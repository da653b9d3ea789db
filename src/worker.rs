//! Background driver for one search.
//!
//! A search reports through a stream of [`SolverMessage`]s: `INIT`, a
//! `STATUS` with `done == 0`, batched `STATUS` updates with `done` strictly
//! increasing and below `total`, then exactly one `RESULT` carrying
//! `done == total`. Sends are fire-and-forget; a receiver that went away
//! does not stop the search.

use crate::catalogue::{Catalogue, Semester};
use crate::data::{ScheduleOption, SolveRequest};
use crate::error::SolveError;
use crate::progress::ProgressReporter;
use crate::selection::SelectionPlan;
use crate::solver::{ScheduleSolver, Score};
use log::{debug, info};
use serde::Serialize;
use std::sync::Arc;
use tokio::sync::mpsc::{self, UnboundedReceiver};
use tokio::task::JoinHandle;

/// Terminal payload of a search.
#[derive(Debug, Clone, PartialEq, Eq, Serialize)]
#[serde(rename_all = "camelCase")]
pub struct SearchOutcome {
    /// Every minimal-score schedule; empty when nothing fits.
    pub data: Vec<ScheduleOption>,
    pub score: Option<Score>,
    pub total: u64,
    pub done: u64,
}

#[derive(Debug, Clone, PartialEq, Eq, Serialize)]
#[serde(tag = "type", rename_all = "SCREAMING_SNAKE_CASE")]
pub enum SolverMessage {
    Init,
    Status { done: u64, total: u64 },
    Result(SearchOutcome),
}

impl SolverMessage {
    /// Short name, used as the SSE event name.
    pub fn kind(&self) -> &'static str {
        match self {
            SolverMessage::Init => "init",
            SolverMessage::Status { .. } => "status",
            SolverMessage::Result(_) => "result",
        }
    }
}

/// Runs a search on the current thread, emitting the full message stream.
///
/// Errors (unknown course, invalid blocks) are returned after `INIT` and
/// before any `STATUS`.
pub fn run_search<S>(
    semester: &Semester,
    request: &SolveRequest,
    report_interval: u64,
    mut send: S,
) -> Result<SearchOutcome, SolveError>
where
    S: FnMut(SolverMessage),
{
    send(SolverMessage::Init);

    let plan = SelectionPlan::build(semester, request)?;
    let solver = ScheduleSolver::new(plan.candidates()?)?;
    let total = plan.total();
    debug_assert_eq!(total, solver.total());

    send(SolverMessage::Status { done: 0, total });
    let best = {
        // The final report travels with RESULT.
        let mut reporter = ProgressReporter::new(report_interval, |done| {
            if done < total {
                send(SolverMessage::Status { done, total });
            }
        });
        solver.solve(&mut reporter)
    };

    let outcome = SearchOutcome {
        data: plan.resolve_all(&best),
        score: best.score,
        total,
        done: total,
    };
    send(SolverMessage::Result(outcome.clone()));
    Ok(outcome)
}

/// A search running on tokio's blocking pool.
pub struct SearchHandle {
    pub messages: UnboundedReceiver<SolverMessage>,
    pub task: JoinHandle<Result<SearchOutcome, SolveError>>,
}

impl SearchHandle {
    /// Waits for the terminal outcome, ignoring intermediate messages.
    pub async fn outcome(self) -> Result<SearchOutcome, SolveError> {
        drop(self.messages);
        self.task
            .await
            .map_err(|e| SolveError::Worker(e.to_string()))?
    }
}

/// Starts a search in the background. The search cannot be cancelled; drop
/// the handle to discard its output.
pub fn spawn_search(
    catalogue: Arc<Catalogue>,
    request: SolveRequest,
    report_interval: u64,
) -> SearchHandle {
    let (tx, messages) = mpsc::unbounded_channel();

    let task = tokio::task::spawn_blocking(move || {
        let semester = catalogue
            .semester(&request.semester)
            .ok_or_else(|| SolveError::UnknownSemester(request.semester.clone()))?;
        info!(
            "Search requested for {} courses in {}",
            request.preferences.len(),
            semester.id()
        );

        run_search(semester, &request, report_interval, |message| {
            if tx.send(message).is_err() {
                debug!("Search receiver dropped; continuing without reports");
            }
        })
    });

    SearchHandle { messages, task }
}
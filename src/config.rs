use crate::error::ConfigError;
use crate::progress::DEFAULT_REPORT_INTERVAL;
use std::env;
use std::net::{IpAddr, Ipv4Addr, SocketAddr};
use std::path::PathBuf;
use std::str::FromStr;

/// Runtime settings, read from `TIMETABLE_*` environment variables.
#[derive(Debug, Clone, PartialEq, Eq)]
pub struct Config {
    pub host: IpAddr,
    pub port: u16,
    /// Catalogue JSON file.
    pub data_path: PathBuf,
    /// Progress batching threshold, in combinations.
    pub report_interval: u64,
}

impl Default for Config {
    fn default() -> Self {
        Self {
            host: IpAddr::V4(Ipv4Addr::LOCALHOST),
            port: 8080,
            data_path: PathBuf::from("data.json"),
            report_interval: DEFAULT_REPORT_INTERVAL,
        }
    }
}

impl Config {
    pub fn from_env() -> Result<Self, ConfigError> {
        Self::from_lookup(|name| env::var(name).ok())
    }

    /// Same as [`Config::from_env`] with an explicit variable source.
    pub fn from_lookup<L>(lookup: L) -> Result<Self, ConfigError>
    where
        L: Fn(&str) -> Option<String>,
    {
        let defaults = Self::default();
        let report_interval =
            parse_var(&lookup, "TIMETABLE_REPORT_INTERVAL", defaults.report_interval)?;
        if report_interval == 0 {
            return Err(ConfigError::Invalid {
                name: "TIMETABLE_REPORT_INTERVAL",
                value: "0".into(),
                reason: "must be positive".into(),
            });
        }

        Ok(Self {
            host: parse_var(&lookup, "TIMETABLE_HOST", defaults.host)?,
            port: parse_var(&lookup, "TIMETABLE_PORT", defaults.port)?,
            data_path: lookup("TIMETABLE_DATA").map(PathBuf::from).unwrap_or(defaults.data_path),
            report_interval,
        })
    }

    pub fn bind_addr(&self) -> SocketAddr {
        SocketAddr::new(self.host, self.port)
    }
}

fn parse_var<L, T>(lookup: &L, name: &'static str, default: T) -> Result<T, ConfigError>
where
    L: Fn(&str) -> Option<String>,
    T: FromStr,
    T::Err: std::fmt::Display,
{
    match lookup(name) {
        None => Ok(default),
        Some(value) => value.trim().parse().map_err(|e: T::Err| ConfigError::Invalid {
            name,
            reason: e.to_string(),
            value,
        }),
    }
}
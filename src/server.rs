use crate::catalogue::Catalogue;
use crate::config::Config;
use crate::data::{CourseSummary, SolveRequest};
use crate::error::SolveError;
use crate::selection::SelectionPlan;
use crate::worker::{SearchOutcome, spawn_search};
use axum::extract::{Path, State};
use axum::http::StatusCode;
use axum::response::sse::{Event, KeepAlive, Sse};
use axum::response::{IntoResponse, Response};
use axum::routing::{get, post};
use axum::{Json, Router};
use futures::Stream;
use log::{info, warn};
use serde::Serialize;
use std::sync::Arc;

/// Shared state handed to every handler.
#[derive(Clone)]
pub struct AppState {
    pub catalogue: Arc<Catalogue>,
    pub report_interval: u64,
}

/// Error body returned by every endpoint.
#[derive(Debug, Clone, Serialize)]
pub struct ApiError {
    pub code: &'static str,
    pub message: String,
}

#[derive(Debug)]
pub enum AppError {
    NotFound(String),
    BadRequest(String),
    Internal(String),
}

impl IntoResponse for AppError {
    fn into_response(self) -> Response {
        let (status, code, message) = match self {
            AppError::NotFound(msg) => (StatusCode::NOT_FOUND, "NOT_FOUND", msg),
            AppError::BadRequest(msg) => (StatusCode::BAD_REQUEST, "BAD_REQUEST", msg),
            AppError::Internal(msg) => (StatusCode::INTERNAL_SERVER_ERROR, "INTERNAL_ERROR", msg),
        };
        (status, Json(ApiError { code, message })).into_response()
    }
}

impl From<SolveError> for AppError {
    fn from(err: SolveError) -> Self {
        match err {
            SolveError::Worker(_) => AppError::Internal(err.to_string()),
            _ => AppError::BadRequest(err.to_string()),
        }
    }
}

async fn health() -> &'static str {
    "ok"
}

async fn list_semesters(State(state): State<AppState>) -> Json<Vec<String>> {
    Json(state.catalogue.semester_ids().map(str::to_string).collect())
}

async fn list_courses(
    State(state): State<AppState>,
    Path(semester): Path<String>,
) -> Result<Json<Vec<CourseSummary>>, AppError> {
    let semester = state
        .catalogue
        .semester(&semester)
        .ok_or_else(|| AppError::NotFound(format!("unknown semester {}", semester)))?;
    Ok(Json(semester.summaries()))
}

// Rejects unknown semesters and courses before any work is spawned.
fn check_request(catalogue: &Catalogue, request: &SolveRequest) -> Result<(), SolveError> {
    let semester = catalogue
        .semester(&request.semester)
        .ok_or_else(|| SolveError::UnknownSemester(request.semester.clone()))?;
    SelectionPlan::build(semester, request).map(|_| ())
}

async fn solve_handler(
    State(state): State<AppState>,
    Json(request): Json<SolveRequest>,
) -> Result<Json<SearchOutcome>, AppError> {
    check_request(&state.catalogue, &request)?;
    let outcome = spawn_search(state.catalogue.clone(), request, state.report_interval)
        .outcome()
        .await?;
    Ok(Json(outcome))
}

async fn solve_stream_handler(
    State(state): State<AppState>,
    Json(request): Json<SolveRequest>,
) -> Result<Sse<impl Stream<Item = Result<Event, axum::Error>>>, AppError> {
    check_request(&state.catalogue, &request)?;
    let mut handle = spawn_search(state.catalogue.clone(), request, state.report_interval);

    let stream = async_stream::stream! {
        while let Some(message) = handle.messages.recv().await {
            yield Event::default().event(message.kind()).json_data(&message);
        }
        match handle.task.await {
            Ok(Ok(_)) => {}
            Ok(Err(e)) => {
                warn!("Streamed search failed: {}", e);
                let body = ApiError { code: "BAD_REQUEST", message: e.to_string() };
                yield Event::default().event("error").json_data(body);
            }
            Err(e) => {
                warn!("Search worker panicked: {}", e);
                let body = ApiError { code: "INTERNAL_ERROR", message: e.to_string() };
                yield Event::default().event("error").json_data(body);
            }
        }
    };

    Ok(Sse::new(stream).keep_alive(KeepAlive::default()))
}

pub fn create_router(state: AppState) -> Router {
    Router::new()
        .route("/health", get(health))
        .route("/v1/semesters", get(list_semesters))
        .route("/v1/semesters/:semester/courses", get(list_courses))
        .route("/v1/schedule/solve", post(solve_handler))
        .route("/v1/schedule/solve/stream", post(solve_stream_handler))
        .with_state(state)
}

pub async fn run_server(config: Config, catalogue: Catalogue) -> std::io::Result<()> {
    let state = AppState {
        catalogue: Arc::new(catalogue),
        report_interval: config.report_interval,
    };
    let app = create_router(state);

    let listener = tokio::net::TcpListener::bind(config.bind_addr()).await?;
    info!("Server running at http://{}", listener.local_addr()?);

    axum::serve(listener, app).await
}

□ □ □ □

Each line from the top of the data, up to and including the line that contains "increasing and below", should be set down exactly.

repository da653b9d3ea789db
filename src/worker.rs
//! Background driver for one search.
//!
//! A search reports through a stream of [`SolverMessage`]s: `INIT`, a
//! `STATUS` with `done == 0`, batched `STATUS` updates with `done` strictly
//! increasing and below `total`, then exactly one `RESULT` carrying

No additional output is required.